Steps we took during the initial “safer at home” order

  • We were ahead of the curve; we were able to send people home with laptops and all the equipment they needed in no time.
  • Communication was a big piece of it. We implemented daily huddles with leadership, to make sure we were clearly communicating based on leadership.
  • Formalize a framework based on the restrictions of COVID, meaning we couldn’t ask others if anyone has been infected, however we would have employees keep us updated if they had a potential exposure to it.
  • We had to balance everything that was going on and had to make sure we still worked efficiently.
  • Being a technology company, we had been working hard to make sure if something like a pandemic or natural disaster occurred, we are able to mobilize our workforce.
  • Make sure to take the right measures to moving back into the office, take into consideration the work that it is going to take. Keep social distancing in place and consider what it can do to your employees and how you can avoid exposure to others.
  • In our Fort Myers office, we don’t have the luxury of all of us having our own office. During this time, we have worked with a construction company to open the office and create distance between one another.

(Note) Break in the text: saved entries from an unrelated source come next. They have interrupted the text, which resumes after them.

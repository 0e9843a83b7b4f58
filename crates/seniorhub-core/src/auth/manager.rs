use std::sync::Arc;

use tracing::{debug, error, info, warn};

use crate::models::{AuthenticatedUser, Session};

use super::oauth::{OAuthConfig, PopupGeometry, POPUP_WINDOW_NAME};
use super::profile::ProfileSource;
use super::transport::{AuthMessage, AuthTransport, PopupEvent, PopupRequest, SignInCancel};
use super::AuthError;

#[derive(Debug, Clone, Copy, PartialEq, Eq, Default)]
pub enum AuthState {
    #[default]
    Idle,
    Authenticating,
    Authenticated,
    Failed,
    Cancelled,
}

/// Drives sign-in attempts and holds the resulting user and bearer token.
///
/// The manager never touches persisted storage; callers persist the session
/// returned by a successful attempt.
pub struct AuthSessionManager {
    config: OAuthConfig,
    transport: Arc<dyn AuthTransport>,
    profiles: Arc<dyn ProfileSource>,
    state: AuthState,
    user: Option<AuthenticatedUser>,
    access_token: Option<String>,
    error_message: Option<String>,
}

impl AuthSessionManager {
    pub fn new(
        config: OAuthConfig,
        transport: Arc<dyn AuthTransport>,
        profiles: Arc<dyn ProfileSource>,
    ) -> Self {
        Self {
            config,
            transport,
            profiles,
            state: AuthState::Idle,
            user: None,
            access_token: None,
            error_message: None,
        }
    }

    pub fn state(&self) -> AuthState {
        self.state
    }

    pub fn is_authenticating(&self) -> bool {
        self.state == AuthState::Authenticating
    }

    pub fn user(&self) -> Option<&AuthenticatedUser> {
        self.user.as_ref()
    }

    pub fn access_token(&self) -> Option<&str> {
        self.access_token.as_deref()
    }

    /// User-facing text of the last failure
    pub fn error_message(&self) -> Option<&str> {
        self.error_message.as_deref()
    }

    /// Start an attempt. The returned attempt must be run and its result
    /// handed back through `finish_sign_in`.
    pub fn begin_sign_in(&mut self) -> Result<SignInAttempt, AuthError> {
        if self.is_authenticating() {
            return Err(AuthError::InProgress);
        }
        // A new attempt replaces whatever session was held before
        self.user = None;
        self.access_token = None;
        if !self.config.is_configured() {
            error!("Missing Google client id in configuration");
            let err = AuthError::NotConfigured;
            self.state = AuthState::Failed;
            self.error_message = Some(err.to_string());
            return Err(err);
        }

        self.state = AuthState::Authenticating;
        self.error_message = None;
        debug!("Sign-in attempt started");

        Ok(SignInAttempt {
            config: self.config.clone(),
            transport: self.transport.clone(),
            profiles: self.profiles.clone(),
        })
    }

    /// Apply the outcome of an attempt started with `begin_sign_in`
    pub fn finish_sign_in(
        &mut self,
        result: Result<Session, AuthError>,
    ) -> Result<Session, AuthError> {
        match result {
            Ok(session) => {
                info!(user_id = %session.user.user_id, "Sign-in succeeded");
                self.user = Some(session.user.clone());
                self.access_token = Some(session.token.clone());
                self.error_message = None;
                self.state = AuthState::Authenticated;
                Ok(session)
            }
            Err(err) => {
                if matches!(err, AuthError::Cancelled) {
                    info!("Sign-in cancelled");
                    self.state = AuthState::Cancelled;
                } else {
                    error!(error = %err, "Authentication error");
                    self.state = AuthState::Failed;
                }
                self.error_message = Some(err.to_string());
                Err(err)
            }
        }
    }

    pub async fn sign_in(&mut self, cancel: &SignInCancel) -> Result<Session, AuthError> {
        let attempt = self.begin_sign_in()?;
        let result = attempt.run(cancel).await;
        self.finish_sign_in(result)
    }

    /// Drop the in-memory user, token and error. Persisted data is untouched.
    pub fn sign_out(&mut self) {
        self.user = None;
        self.access_token = None;
        self.error_message = None;
        self.state = AuthState::Idle;
    }
}

/// One sign-in round trip, detached from the manager so it can run on a task.
pub struct SignInAttempt {
    config: OAuthConfig,
    transport: Arc<dyn AuthTransport>,
    profiles: Arc<dyn ProfileSource>,
}

impl SignInAttempt {
    pub async fn run(self, cancel: &SignInCancel) -> Result<Session, AuthError> {
        let access_token = self.wait_for_token(cancel).await?;
        let profile = self.profiles.fetch_profile(&access_token).await?;
        Ok(Session::new(AuthenticatedUser::from(profile), access_token))
    }

    /// Open the popup and wait for the first trusted result.
    /// The popup session is dropped on return, so later messages go nowhere.
    async fn wait_for_token(&self, cancel: &SignInCancel) -> Result<String, AuthError> {
        let request = PopupRequest {
            url: self.config.authorization_url(),
            window_name: POPUP_WINDOW_NAME,
            geometry: PopupGeometry::centered(self.transport.screen_size()),
        };
        let mut popup = self.transport.open_auth_popup(&request).await?;
        let expected_origin = self.config.expected_origin();

        let timeout = self.config.timeout;
        let deadline = async move {
            match timeout {
                Some(duration) => tokio::time::sleep(duration).await,
                None => std::future::pending::<()>().await,
            }
        };
        tokio::pin!(deadline);

        loop {
            tokio::select! {
                _ = cancel.cancelled() => return Err(AuthError::Cancelled),
                _ = &mut deadline => {
                    warn!(timeout = ?timeout, "Sign-in popup left open too long");
                    return Err(AuthError::TimedOut);
                }
                event = popup.next_event() => match event {
                    None | Some(PopupEvent::Closed) => return Err(AuthError::Cancelled),
                    Some(PopupEvent::Message(message)) => {
                        if message.origin != expected_origin {
                            debug!(origin = %message.origin, "Ignoring message from untrusted origin");
                            continue;
                        }
                        match AuthMessage::parse(&message.data) {
                            Some(AuthMessage::Success { access_token }) => return Ok(access_token),
                            Some(AuthMessage::Error { error }) => {
                                return Err(AuthError::Provider(
                                    error.unwrap_or_else(|| "Authentication failed".to_string()),
                                ));
                            }
                            None => debug!("Ignoring unrelated message"),
                        }
                    }
                },
            }
        }
    }
}
use std::sync::{Arc, Mutex};

use async_trait::async_trait;
use serde::Deserialize;
use serde_json::Value;
use tokio::sync::{mpsc, watch};
use url::Url;

use super::oauth::{PopupGeometry, ScreenSize};
use super::AuthError;

/// Buffer size for popup events.
/// A sign-in produces one message and at most one close signal.
const EVENT_BUFFER_SIZE: usize = 16;

#[derive(Debug, Clone)]
pub struct PopupRequest {
    pub url: Url,
    pub window_name: &'static str,
    pub geometry: PopupGeometry,
}

/// A message posted to the opener, tagged with the sender's origin.
#[derive(Debug, Clone)]
pub struct CrossWindowMessage {
    pub origin: String,
    pub data: Value,
}

#[derive(Debug, Clone)]
pub enum PopupEvent {
    Message(CrossWindowMessage),
    /// The popup window went away
    Closed,
}

/// Result payload relayed by the redirect target.
#[derive(Debug, Clone, PartialEq, Eq, Deserialize)]
#[serde(tag = "type")]
pub enum AuthMessage {
    #[serde(rename = "auth-success", alias = "google-auth-success")]
    Success { access_token: String },

    #[serde(rename = "auth-error", alias = "google-auth-error")]
    Error {
        #[serde(default)]
        error: Option<String>,
    },
}

impl AuthMessage {
    /// `None` for payloads that are not sign-in results
    pub fn parse(data: &Value) -> Option<Self> {
        serde_json::from_value(data.clone()).ok()
    }
}

/// An open popup: its event stream plus whatever must be torn down with it.
///
/// Dropping the session removes the listener and runs the teardown hook.
pub struct PopupSession {
    events: mpsc::Receiver<PopupEvent>,
    teardown: Option<Box<dyn FnOnce() + Send>>,
}

impl PopupSession {
    pub fn new(events: mpsc::Receiver<PopupEvent>) -> Self {
        Self {
            events,
            teardown: None,
        }
    }

    pub fn with_teardown(mut self, teardown: impl FnOnce() + Send + 'static) -> Self {
        self.teardown = Some(Box::new(teardown));
        self
    }

    /// Next event, `None` once the transport has gone away
    pub async fn next_event(&mut self) -> Option<PopupEvent> {
        self.events.recv().await
    }
}

impl Drop for PopupSession {
    fn drop(&mut self) {
        self.events.close();
        if let Some(teardown) = self.teardown.take() {
            teardown();
        }
    }
}

/// Opens the identity provider in a secondary window and relays its result.
#[async_trait]
pub trait AuthTransport: Send + Sync {
    /// Screen the popup is centered on, if the platform knows it
    fn screen_size(&self) -> Option<ScreenSize> {
        None
    }

    async fn open_auth_popup(&self, request: &PopupRequest) -> Result<PopupSession, AuthError>;
}

/// Caller-side cancellation for a running sign-in attempt.
///
/// Clones share state; cancelling any clone cancels them all.
#[derive(Clone)]
pub struct SignInCancel {
    tx: Arc<watch::Sender<bool>>,
}

impl SignInCancel {
    pub fn new() -> Self {
        let (tx, _) = watch::channel(false);
        Self { tx: Arc::new(tx) }
    }

    pub fn cancel(&self) {
        self.tx.send_replace(true);
    }

    pub fn is_cancelled(&self) -> bool {
        *self.tx.borrow()
    }

    /// Resolves once `cancel` has been called
    pub async fn cancelled(&self) {
        let mut rx = self.tx.subscribe();
        // The sender lives in self, so this only ends on cancel
        let _ = rx.wait_for(|cancelled| *cancelled).await;
    }
}

impl Default for SignInCancel {
    fn default() -> Self {
        Self::new()
    }
}

#[derive(Default)]
struct ChannelState {
    block_popups: bool,
    opened: Vec<PopupRequest>,
    sender: Option<mpsc::Sender<PopupEvent>>,
}

/// In-process transport for hosts that own their own window system.
///
/// The host drives the popup through the paired `PopupController`.
pub struct ChannelTransport {
    state: Arc<Mutex<ChannelState>>,
    screen: Option<ScreenSize>,
}

impl ChannelTransport {
    pub fn new() -> (Self, PopupController) {
        let state = Arc::new(Mutex::new(ChannelState::default()));
        let transport = Self {
            state: state.clone(),
            screen: None,
        };
        (transport, PopupController { state })
    }

    pub fn with_screen(mut self, screen: ScreenSize) -> Self {
        self.screen = Some(screen);
        self
    }
}

#[async_trait]
impl AuthTransport for ChannelTransport {
    fn screen_size(&self) -> Option<ScreenSize> {
        self.screen
    }

    async fn open_auth_popup(&self, request: &PopupRequest) -> Result<PopupSession, AuthError> {
        let mut state = self
            .state
            .lock()
            .map_err(|_| AuthError::Transport("popup state lock poisoned".to_string()))?;
        if state.block_popups {
            return Err(AuthError::PopupBlocked {
                reason: "popups are blocked by the host".to_string(),
            });
        }
        let (tx, rx) = mpsc::channel(EVENT_BUFFER_SIZE);
        state.opened.push(request.clone());
        state.sender = Some(tx);
        Ok(PopupSession::new(rx))
    }
}

/// Host-side handle for a `ChannelTransport`.
#[derive(Clone)]
pub struct PopupController {
    state: Arc<Mutex<ChannelState>>,
}

impl PopupController {
    fn with_state<R>(&self, f: impl FnOnce(&mut ChannelState) -> R) -> R {
        let mut guard = match self.state.lock() {
            Ok(guard) => guard,
            Err(poisoned) => poisoned.into_inner(),
        };
        f(&mut guard)
    }

    pub fn block_popups(&self, block: bool) {
        self.with_state(|s| s.block_popups = block);
    }

    /// Every popup request seen so far, oldest first
    pub fn opened(&self) -> Vec<PopupRequest> {
        self.with_state(|s| s.opened.clone())
    }

    /// Whether the current popup still has a live listener
    pub fn is_listening(&self) -> bool {
        self.with_state(|s| s.sender.as_ref().is_some_and(|tx| !tx.is_closed()))
    }

    /// Deliver a message to the listener. Returns false if nobody is listening.
    pub fn post_message(&self, origin: &str, data: Value) -> bool {
        let event = PopupEvent::Message(CrossWindowMessage {
            origin: origin.to_string(),
            data,
        });
        self.with_state(|s| match s.sender {
            Some(ref tx) => tx.try_send(event).is_ok(),
            None => false,
        })
    }

    /// Close the popup window
    pub fn close(&self) {
        self.with_state(|s| {
            if let Some(tx) = s.sender.take() {
                let _ = tx.try_send(PopupEvent::Closed);
            }
        });
    }
}

#[cfg(test)]
mod tests {
    use std::time::Duration;

    use serde_json::json;

    use super::*;

    #[test]
    fn test_parse_success_message() {
        let msg = AuthMessage::parse(&json!({"type": "auth-success", "access_token": "tok123"}));
        assert_eq!(
            msg,
            Some(AuthMessage::Success {
                access_token: "tok123".to_string()
            })
        );
    }

    #[test]
    fn test_parse_legacy_message_types() {
        let msg = AuthMessage::parse(&json!({"type": "google-auth-success", "access_token": "t"}));
        assert!(matches!(msg, Some(AuthMessage::Success { .. })));

        let msg = AuthMessage::parse(&json!({"type": "google-auth-error", "error": "denied"}));
        assert_eq!(
            msg,
            Some(AuthMessage::Error {
                error: Some("denied".to_string())
            })
        );
    }

    #[test]
    fn test_parse_error_without_text() {
        let msg = AuthMessage::parse(&json!({"type": "auth-error"}));
        assert_eq!(msg, Some(AuthMessage::Error { error: None }));
    }

    #[test]
    fn test_parse_ignores_unrelated_payloads() {
        assert_eq!(AuthMessage::parse(&json!({"type": "webpack-ok"})), None);
        assert_eq!(AuthMessage::parse(&json!({"type": "auth-success"})), None);
        assert_eq!(AuthMessage::parse(&json!("auth-success")), None);
    }

    #[tokio::test]
    async fn test_cancel_resolves_waiters() {
        let cancel = SignInCancel::new();
        assert!(!cancel.is_cancelled());

        let waiter = {
            let cancel = cancel.clone();
            tokio::spawn(async move { cancel.cancelled().await })
        };
        cancel.cancel();

        tokio::time::timeout(Duration::from_secs(1), waiter)
            .await
            .expect("waiter should finish")
            .unwrap();
        assert!(cancel.is_cancelled());

        // Already-cancelled tokens resolve immediately
        cancel.cancelled().await;
    }

    #[tokio::test]
    async fn test_dropping_session_stops_listening() {
        let (transport, controller) = ChannelTransport::new();
        let request = PopupRequest {
            url: Url::parse("https://example.com/auth").unwrap(),
            window_name: "test",
            geometry: PopupGeometry::centered(None),
        };

        let session = transport.open_auth_popup(&request).await.unwrap();
        assert!(controller.is_listening());
        assert!(controller.post_message("http://localhost", json!({})));

        drop(session);
        assert!(!controller.is_listening());
        assert!(!controller.post_message("http://localhost", json!({})));
    }

    #[tokio::test]
    async fn test_teardown_runs_on_drop() {
        let (_tx, rx) = mpsc::channel(1);
        let flag = Arc::new(Mutex::new(false));
        let session = PopupSession::new(rx).with_teardown({
            let flag = flag.clone();
            move || *flag.lock().unwrap() = true
        });
        drop(session);
        assert!(*flag.lock().unwrap());
    }
}
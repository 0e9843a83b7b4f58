use thiserror::Error;

#[derive(Error, Debug)]
pub enum ApiError {
    #[error("Access denied: {0}")]
    AccessDenied(String),

    #[error("Unauthorized - token may be expired")]
    Unauthorized,

    #[error("Resource not found: {0}")]
    NotFound(String),

    #[error("Rate limited - please wait before retrying")]
    RateLimited,

    #[error("Server error: {0}")]
    ServerError(String),

    #[error("Network error: {0}")]
    NetworkError(#[from] reqwest::Error),

    #[error("Invalid response: {0}")]
    InvalidResponse(String),

    #[error("Request failed: {0}")]
    Envelope(String),
}

/// Maximum length for error response bodies in error messages
const MAX_ERROR_BODY_LENGTH: usize = 500;

impl ApiError {
    /// Truncate a response body to avoid logging excessive data
    pub(crate) fn truncate_body(body: &str) -> String {
        if body.len() <= MAX_ERROR_BODY_LENGTH {
            body.to_string()
        } else {
            let mut end = MAX_ERROR_BODY_LENGTH;
            while !body.is_char_boundary(end) {
                end -= 1;
            }
            format!("{}... (truncated, {} total bytes)", &body[..end], body.len())
        }
    }

    pub fn from_status(status: reqwest::StatusCode, body: &str) -> Self {
        let truncated = Self::truncate_body(body);
        match status.as_u16() {
            401 => ApiError::Unauthorized,
            403 => ApiError::AccessDenied(truncated),
            404 => ApiError::NotFound(truncated),
            429 => ApiError::RateLimited,
            500..=599 => ApiError::ServerError(truncated),
            _ => ApiError::InvalidResponse(format!("Status {}: {}", status, truncated)),
        }
    }
}
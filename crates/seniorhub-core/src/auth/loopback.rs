//! Native popup transport: the system browser plus a local redirect target.
//!
//! The identity provider redirects to `http://127.0.0.1:<port>/auth/callback`
//! with the token in the URL fragment. The page served there relays the
//! fragment back as a JSON message to `/auth/relay` and reports its own
//! closing through a `/auth/closed` beacon. The browser's `Origin` header
//! becomes the message origin, so the manager's origin check still applies.

use std::collections::HashMap;
use std::sync::Arc;

use async_trait::async_trait;
use tokio::io::{AsyncBufReadExt, AsyncReadExt, AsyncWrite, AsyncWriteExt, BufReader};
use tokio::net::{TcpListener, TcpStream};
use tokio::sync::mpsc;
use tracing::{debug, error, info, warn};
use url::Url;

use super::transport::{AuthTransport, CrossWindowMessage, PopupEvent, PopupRequest, PopupSession};
use super::AuthError;

const RELAY_PATH: &str = "/auth/relay";
const CLOSED_PATH: &str = "/auth/closed";

/// Buffer size for popup events
const EVENT_BUFFER_SIZE: usize = 16;

/// Largest request body the relay accepts
const MAX_BODY_BYTES: usize = 64 * 1024;

type Launcher = dyn Fn(&str) -> std::io::Result<()> + Send + Sync;

pub struct LoopbackTransport {
    redirect_uri: Url,
    launcher: Arc<Launcher>,
}

impl LoopbackTransport {
    /// Opens the authorization URL with the platform's default browser
    pub fn new(redirect_uri: Url) -> Self {
        Self::with_launcher(redirect_uri, |url| open::that(url))
    }

    pub fn with_launcher<F>(redirect_uri: Url, launcher: F) -> Self
    where
        F: Fn(&str) -> std::io::Result<()> + Send + Sync + 'static,
    {
        Self {
            redirect_uri,
            launcher: Arc::new(launcher),
        }
    }

    fn port(&self) -> Result<u16, AuthError> {
        self.redirect_uri.port_or_known_default().ok_or_else(|| {
            AuthError::Transport(format!("Redirect URI has no port: {}", self.redirect_uri))
        })
    }
}

#[async_trait]
impl AuthTransport for LoopbackTransport {
    async fn open_auth_popup(&self, request: &PopupRequest) -> Result<PopupSession, AuthError> {
        let addr = format!("127.0.0.1:{}", self.port()?);
        let listener = TcpListener::bind(&addr)
            .await
            .map_err(|e| AuthError::Transport(format!("Failed to bind to {}: {}", addr, e)))?;
        info!(addr = %addr, "Sign-in redirect target listening");

        let (tx, rx) = mpsc::channel(EVENT_BUFFER_SIZE);
        let routes = Arc::new(Routes {
            callback_path: self.redirect_uri.path().to_string(),
            origin: self.redirect_uri.origin().ascii_serialization(),
        });
        let server = tokio::spawn(serve(listener, tx, routes));

        // A system browser cannot be sized, so the geometry is informational only
        debug!(window = request.window_name, features = %request.geometry.features(), "Opening sign-in window");
        if let Err(e) = (self.launcher)(request.url.as_str()) {
            server.abort();
            warn!(error = %e, "Failed to open browser for sign-in");
            return Err(AuthError::PopupBlocked {
                reason: e.to_string(),
            });
        }

        Ok(PopupSession::new(rx).with_teardown(move || {
            server.abort();
            debug!("Sign-in redirect target stopped");
        }))
    }
}

struct Routes {
    callback_path: String,
    origin: String,
}

async fn serve(listener: TcpListener, tx: mpsc::Sender<PopupEvent>, routes: Arc<Routes>) {
    loop {
        match listener.accept().await {
            Ok((socket, _)) => {
                let tx = tx.clone();
                let routes = routes.clone();
                tokio::spawn(async move {
                    if let Err(e) = handle_connection(socket, tx, &routes).await {
                        error!(error = %e, "Error handling redirect target connection");
                    }
                });
            }
            Err(e) => {
                error!(error = %e, "Accept error");
                break;
            }
        }
    }
}

async fn handle_connection(
    mut socket: TcpStream,
    tx: mpsc::Sender<PopupEvent>,
    routes: &Routes,
) -> std::io::Result<()> {
    let request = read_request(&mut socket).await?;
    debug!(method = %request.method, path = %request.path, "Redirect target request");
    let origin = request.header("origin").unwrap_or_default().to_string();

    match (request.method.as_str(), request.path.as_str()) {
        ("GET", path) if path == routes.callback_path => {
            write_response(&mut socket, 200, "text/html; charset=utf-8", RELAY_PAGE).await
        }
        ("POST", RELAY_PATH) => match serde_json::from_str(&request.body) {
            Ok(data) => {
                let _ = tx
                    .send(PopupEvent::Message(CrossWindowMessage { origin, data }))
                    .await;
                write_response(&mut socket, 204, "text/plain", "").await
            }
            Err(e) => {
                warn!(error = %e, "Unparsable relay message");
                write_response(&mut socket, 400, "text/plain", "Bad Request").await
            }
        },
        ("POST", CLOSED_PATH) => {
            if origin == routes.origin {
                let _ = tx.send(PopupEvent::Closed).await;
            } else {
                debug!(origin = %origin, "Ignoring close signal from untrusted origin");
            }
            write_response(&mut socket, 204, "text/plain", "").await
        }
        _ => write_response(&mut socket, 404, "text/plain", "Not Found").await,
    }
}

/// A parsed HTTP/1.1 request. Header names are lowercased; the path has no query.
#[derive(Debug, Clone)]
pub(crate) struct HttpRequest {
    pub method: String,
    pub path: String,
    pub headers: HashMap<String, String>,
    pub body: String,
}

impl HttpRequest {
    pub fn header(&self, name: &str) -> Option<&str> {
        self.headers.get(&name.to_lowercase()).map(String::as_str)
    }
}

pub(crate) async fn read_request(socket: &mut TcpStream) -> std::io::Result<HttpRequest> {
    let mut reader = BufReader::new(socket);

    let mut request_line = String::new();
    reader.read_line(&mut request_line).await?;
    let mut parts = request_line.split_whitespace();
    let method = parts.next().unwrap_or_default().to_string();
    let target = parts.next().unwrap_or("/");
    let path = target.split('?').next().unwrap_or("/").to_string();

    let mut headers = HashMap::new();
    loop {
        let mut line = String::new();
        if reader.read_line(&mut line).await? == 0 {
            break;
        }
        let line = line.trim_end();
        if line.is_empty() {
            break;
        }
        if let Some((name, value)) = line.split_once(':') {
            headers.insert(name.trim().to_lowercase(), value.trim().to_string());
        }
    }

    let length = headers
        .get("content-length")
        .and_then(|v| v.parse::<usize>().ok())
        .unwrap_or(0)
        .min(MAX_BODY_BYTES);
    let mut body = vec![0u8; length];
    reader.read_exact(&mut body).await?;

    Ok(HttpRequest {
        method,
        path,
        headers,
        body: String::from_utf8_lossy(&body).into_owned(),
    })
}

pub(crate) async fn write_response<W: AsyncWrite + Unpin>(
    writer: &mut W,
    status: u16,
    content_type: &str,
    body: &str,
) -> std::io::Result<()> {
    let reason = match status {
        200 => "OK",
        204 => "No Content",
        400 => "Bad Request",
        401 => "Unauthorized",
        404 => "Not Found",
        500 => "Internal Server Error",
        _ => "Status",
    };
    let response = format!(
        "HTTP/1.1 {} {}\r\nContent-Type: {}\r\nContent-Length: {}\r\nCache-Control: no-store\r\nConnection: close\r\n\r\n{}",
        status,
        reason,
        content_type,
        body.len(),
        body
    );
    writer.write_all(response.as_bytes()).await?;
    writer.flush().await
}

const RELAY_PAGE: &str = r#"<!DOCTYPE html>
<html>
<head><meta charset="utf-8"><title>SeniorHub - Signing in</title></head>
<body style="font-family: system-ui; text-align: center; padding: 50px; background: #F9FAFB;">
<div style="max-width: 400px; margin: 0 auto; background: white; padding: 32px; border-radius: 12px; box-shadow: 0 4px 6px -1px rgba(0,0,0,0.1);">
<h1 style="color: #111827;">SeniorHub</h1>
<p id="status" style="color: #6B7280;">Finishing sign-in...</p>
</div>
<script>
(function () {
  var params = new URLSearchParams(window.location.hash.slice(1));
  var token = params.get('access_token');
  var message = token
    ? { type: 'auth-success', access_token: token }
    : { type: 'auth-error', error: params.get('error_description') || params.get('error') || 'Authentication failed' };
  history.replaceState(null, '', window.location.pathname);
  window.addEventListener('pagehide', function () { navigator.sendBeacon('/auth/closed'); });
  fetch('/auth/relay', {
    method: 'POST',
    headers: { 'Content-Type': 'application/json' },
    body: JSON.stringify(message)
  }).then(function () {
    document.getElementById('status').textContent = token
      ? 'Signed in. You can close this window.'
      : 'Sign-in failed. You can close this window and try again.';
    setTimeout(function () { window.close(); }, 1500);
  });
})();
</script>
</body>
</html>"#;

Rebuilding our framework to build our playbook

  • Evaluate the physical space, you must investigate the policies and procedures and see if they align and up to date with your new framework.
  • Reinforce the basics, the basic prevention and focus on keeping your distance.
  • Reinforce allowing people to stay home when someone is sick.
  • The culture of your business will determine how you handle the situation.
  • Challenges like COVID-19 create a new platform for people to come up with new ideas
  • We always take into consideration our core values and figuring it out day by day to make sure what we are doing is not only helping our employees but keeping our clients safe as well.

Communication for the new “new normal”

  • Internal: daily and weekly updates have helped us all stay connected and updated on what is going on.
  • External communications: Staying connected to our clients has given us the luxury to help them move to remote work quickly and keep them updated on how our operating procedures were changing.
  • We have also reached out to our client partners and asked them how their business framework has changed, how they are operating and if there are any ways that we can help them succeed.
  • Microsoft teams is a great way to communicate and collaborate with one another.

Lessons Learned

  • We think of Business continuity more for hurricanes when really it involves natural disasters, pandemics and how to protect yourself and your business when disaster strikes and how quickly you can get back up and running.
  • We did have a business continuity plan to link it to this pandemic
  • Having a plan to work from home should be added into a business continuity plan. Having a remote working plan will help to avoid confusion and give employees clarity on working remotely.
  • Embracing telework and a PTO policy around the pandemic is a way to be transparent with your staff and make them feel more comfortable about working from home.
  •  Focus on your data, moving to the cloud is seamless and gives everyone the ability to pick up and go in the case of an emergency.